Es ist schwer mit anzusehen, wie die wohlhabendste Stadt Chinas innerhalb weniger Wochen in eine Geisterstadt verwandelt wurde, in der längst vergessen geglaubte existenzielle Ängste in den Alltag der Menschen zurückgekehrt sind. Die Leute fürchten um ihre Lebensmittelvorräte oder dass ihre eigenen Kinder im Fall einer Infektion von den Behörden abgeführt werden könnten. Solche Dinge passieren in Shanghai derzeit im Namen der Null-Covid-Strategie.

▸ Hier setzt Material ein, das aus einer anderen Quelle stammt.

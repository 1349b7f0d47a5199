use crate::error::AppError;
use serde::{Deserialize, Serialize};
use std::collections::HashMap;
use std::path::{Path, PathBuf};

const CONFIG_FILE_NAME: &str = "config.json";
const CONFIG_ENV_VAR: &str = "TASKRANK_CONFIG_PATH";
pub const DEFAULT_BASE_URL: &str = "http://localhost:8000";

#[derive(Debug, Clone)]
pub struct Palette {
    pub accent: &'static str,
    pub muted: &'static str,
    pub reset: &'static str,
}

impl Palette {
    pub fn accentize(&self, text: &str) -> String {
        if self.accent.is_empty() {
            text.to_string()
        } else {
            format!("{}{}{}", self.accent, text, self.reset)
        }
    }

    pub fn mutedize(&self, text: &str) -> String {
        if self.muted.is_empty() {
            text.to_string()
        } else {
            format!("{}{}{}", self.muted, text, self.reset)
        }
    }
}

pub fn palette_for_theme(theme: Option<&str>) -> Palette {
    match theme.and_then(canonical_theme_name).as_deref() {
        Some("noir") => Palette {
            accent: "\x1b[38;5;208m",
            muted: "\x1b[38;5;250m",
            reset: "\x1b[0m",
        },
        Some("solarized") => Palette {
            accent: "\x1b[38;5;108m",
            muted: "\x1b[38;5;250m",
            reset: "\x1b[0m",
        },
        _ => Palette {
            accent: "",
            muted: "",
            reset: "",
        },
    }
}

pub fn canonical_theme_name(raw: &str) -> Option<String> {
    let mut cleaned = String::new();
    let mut previous_underscore = false;

    for ch in raw.chars() {
        if ch.is_ascii_alphanumeric() {
            cleaned.push(ch.to_ascii_lowercase());
            previous_underscore = false;
        } else if !previous_underscore && !cleaned.is_empty() {
            cleaned.push('_');
            previous_underscore = true;
        }
    }

    match cleaned.trim_matches('_') {
        "" | "vanilla" | "light" => Some("default".to_string()),
        "dark" | "dark_mode" | "darkmode" => Some("noir".to_string()),
        other => Some(other.to_string()),
    }
}

#[derive(Debug, Default, Clone, PartialEq, Eq, Serialize, Deserialize)]
pub struct Config {
    #[serde(default)]
    pub base_url: Option<String>,
    #[serde(default)]
    pub theme: Option<String>,
    #[serde(default)]
    pub aliases: HashMap<String, String>,
}

impl Config {
    /// Scoring service root, without a trailing slash.
    pub fn base_url(&self) -> String {
        self.base_url
            .as_deref()
            .map(str::trim)
            .filter(|url| !url.is_empty())
            .unwrap_or(DEFAULT_BASE_URL)
            .trim_end_matches('/')
            .to_string()
    }

    pub fn palette(&self) -> Palette {
        palette_for_theme(self.theme.as_deref())
    }
}

#[derive(Debug, Clone)]
pub struct ConfigLoad {
    pub config: Config,
    pub error: Option<AppError>,
}

#[derive(Debug, Default, Clone, PartialEq, Eq)]
pub struct ConfigOverrides {
    pub base_url: Option<String>,
    pub theme: Option<String>,
    pub aliases: HashMap<String, String>,
}

pub fn config_path() -> Result<PathBuf, AppError> {
    if let Ok(path) = std::env::var(CONFIG_ENV_VAR)
        && !path.trim().is_empty()
    {
        return Ok(PathBuf::from(path));
    }

    if cfg!(windows) {
        let appdata =
            std::env::var("APPDATA").map_err(|_| AppError::invalid_data("APPDATA is not set"))?;
        Ok(PathBuf::from(appdata)
            .join("taskrank")
            .join(CONFIG_FILE_NAME))
    } else {
        let home = std::env::var("HOME").map_err(|_| AppError::invalid_data("HOME is not set"))?;
        Ok(PathBuf::from(home)
            .join(".config")
            .join("taskrank")
            .join(CONFIG_FILE_NAME))
    }
}

pub fn load_config_with_fallback() -> ConfigLoad {
    match config_path() {
        Ok(path) => load_config_with_fallback_from_path(&path),
        Err(err) => ConfigLoad {
            config: Config::default(),
            error: Some(err),
        },
    }
}

fn load_config_with_fallback_from_path(path: &Path) -> ConfigLoad {
    if !path.exists() {
        return ConfigLoad {
            config: Config::default(),
            error: None,
        };
    }

    match load_config_from_path(path) {
        Ok(config) => ConfigLoad {
            config,
            error: None,
        },
        Err(err) => {
            tracing::warn!(path = %path.display(), error = %err, "falling back to default config");
            ConfigLoad {
                config: Config::default(),
                error: Some(err),
            }
        }
    }
}

fn load_config_from_path(path: &Path) -> Result<Config, AppError> {
    let content = std::fs::read_to_string(path)
        .map_err(|err| AppError::io(format!("{}: {}", path.display(), err)))?;
    let mut config: Config = serde_json::from_str(&content).map_err(|err| {
        AppError::invalid_data(format!("invalid JSON in {}: {}", path.display(), err))
    })?;
    config.theme = config.theme.and_then(|name| canonical_theme_name(&name));
    Ok(config)
}

pub fn merge_overrides(base: &Config, overrides: &ConfigOverrides) -> Config {
    let mut merged = base.clone();
    if let Some(base_url) = overrides.base_url.as_ref() {
        merged.base_url = Some(base_url.clone());
    }

    if let Some(theme) = overrides.theme.as_ref() {
        if let Some(normalized) = canonical_theme_name(theme) {
            merged.theme = Some(normalized);
        }
    }

    for (alias, value) in overrides.aliases.iter() {
        merged.aliases.insert(alias.clone(), value.clone());
    }

    merged
}

#[cfg(test)]
mod tests {
    use super::{
        Config, ConfigOverrides, DEFAULT_BASE_URL, canonical_theme_name, load_config_from_path,
        load_config_with_fallback_from_path, merge_overrides, palette_for_theme,
    };
    use std::fs;
    use std::path::PathBuf;
    use std::time::{SystemTime, UNIX_EPOCH};

    fn temp_path(file_name: &str) -> PathBuf {
        let nanos = SystemTime::now()
            .duration_since(UNIX_EPOCH)
            .unwrap()
            .as_nanos();
        std::env::temp_dir().join(format!("taskrank-{nanos}-{file_name}"))
    }

    #[test]
    fn load_config_missing_returns_defaults_without_error() {
        let path = temp_path("missing-config.json");
        let result = load_config_with_fallback_from_path(&path);

        assert_eq!(result.config, Config::default());
        assert!(result.error.is_none());
    }

    #[test]
    fn load_config_invalid_returns_defaults_and_error() {
        let path = temp_path("invalid-config.json");
        fs::write(&path, "{ invalid json ").unwrap();

        let result = load_config_with_fallback_from_path(&path);
        fs::remove_file(&path).ok();

        assert_eq!(result.config, Config::default());
        assert_eq!(result.error.map(|err| err.code()), Some("invalid_data"));
    }

    #[test]
    fn load_config_reads_valid_file() {
        let path = temp_path("valid-config.json");
        let content = serde_json::json!({
            "base_url": "http://scoring.internal:9000/",
            "theme": "Dark Mode",
            "aliases": {
                "a": "analyze"
            }
        });
        fs::write(&path, serde_json::to_string(&content).unwrap()).unwrap();

        let loaded = load_config_from_path(&path).unwrap();
        fs::remove_file(&path).ok();

        assert_eq!(loaded.base_url(), "http://scoring.internal:9000");
        assert_eq!(loaded.theme.as_deref(), Some("noir"));
        assert_eq!(loaded.aliases.get("a").map(String::as_str), Some("analyze"));
    }

    #[test]
    fn base_url_defaults_to_local_service() {
        assert_eq!(Config::default().base_url(), DEFAULT_BASE_URL);

        let blank = Config {
            base_url: Some("   ".into()),
            ..Config::default()
        };
        assert_eq!(blank.base_url(), DEFAULT_BASE_URL);
    }

    #[test]
    fn merge_overrides_updates_all_fields() {
        let base = Config {
            base_url: None,
            theme: Some("light".into()),
            aliases: [("a".into(), "analyze".into())].into_iter().collect(),
        };

        let overrides = ConfigOverrides {
            base_url: Some("http://127.0.0.1:9999".into()),
            theme: Some("noir".into()),
            aliases: [
                ("a".into(), "add".into()),
                ("s".into(), "suggest".into()),
            ]
            .into_iter()
            .collect(),
        };

        let merged = merge_overrides(&base, &overrides);
        assert_eq!(merged.base_url(), "http://127.0.0.1:9999");
        assert_eq!(merged.theme.as_deref(), Some("noir"));
        assert_eq!(merged.aliases.get("a").map(String::as_str), Some("add"));
        assert_eq!(merged.aliases.get("s").map(String::as_str), Some("suggest"));
    }

    #[test]
    fn merge_overrides_preserves_base_config() {
        let base = Config {
            base_url: Some("http://localhost:8000".into()),
            theme: Some("light".into()),
            aliases: [("a".into(), "analyze".into())].into_iter().collect(),
        };

        let overrides = ConfigOverrides {
            base_url: Some("http://elsewhere:8000".into()),
            theme: None,
            aliases: [("s".into(), "suggest".into())].into_iter().collect(),
        };

        let merged = merge_overrides(&base, &overrides);

        assert_eq!(base.base_url.as_deref(), Some("http://localhost:8000"));
        assert!(base.aliases.get("s").is_none());
        assert_eq!(merged.base_url.as_deref(), Some("http://elsewhere:8000"));
        assert_eq!(merged.theme.as_deref(), Some("light"));
    }

    #[test]
    fn merge_overrides_with_empty_overrides_returns_clone() {
        let base = Config {
            base_url: Some("http://localhost:8000".into()),
            theme: Some("light".into()),
            aliases: Default::default(),
        };

        assert_eq!(merge_overrides(&base, &ConfigOverrides::default()), base);
    }

    #[test]
    fn canonical_theme_name_maps_variants() {
        assert_eq!(canonical_theme_name("Vanilla"), Some("default".into()));
        assert_eq!(canonical_theme_name("Noir"), Some("noir".into()));
        assert_eq!(canonical_theme_name("Solarized"), Some("solarized".into()));
        assert_eq!(canonical_theme_name("dark-mode"), Some("noir".into()));
        assert_eq!(canonical_theme_name("  "), Some("default".into()));
    }

    #[test]
    fn palette_for_theme_returns_palette() {
        assert!(palette_for_theme(Some("vanilla")).accent.is_empty());
        assert!(palette_for_theme(None).muted.is_empty());

        let noir = palette_for_theme(Some("noir"));
        assert_eq!(noir.accent, "\x1b[38;5;208m");
        assert_eq!(noir.muted, "\x1b[38;5;250m");

        assert!(palette_for_theme(Some("oceanic")).accent.is_empty());
    }
}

Lesen Sie aus unserem Angebot: Corona-Lockdown in Shanghai verlängert

Doch trotz des zunehmenden Leids gibt es derzeit keine Hoffnung, dass der radikale Lockdown bald aufgehoben wird. Denn am Donnerstag sind die Infektionszahlen erneut gestiegen, haben einen Rekordwert von 20 000 Fällen erreicht. Ob die offiziellen Zahlen stimmen, wird jedoch von vielen Bewohnern bezweifelt: Allein im Donghai-Seniorenheim sind nach einem Corona-Ausbruch 20 Bewohner gestorben, doch in den Statistiken taucht keiner von ihnen auf.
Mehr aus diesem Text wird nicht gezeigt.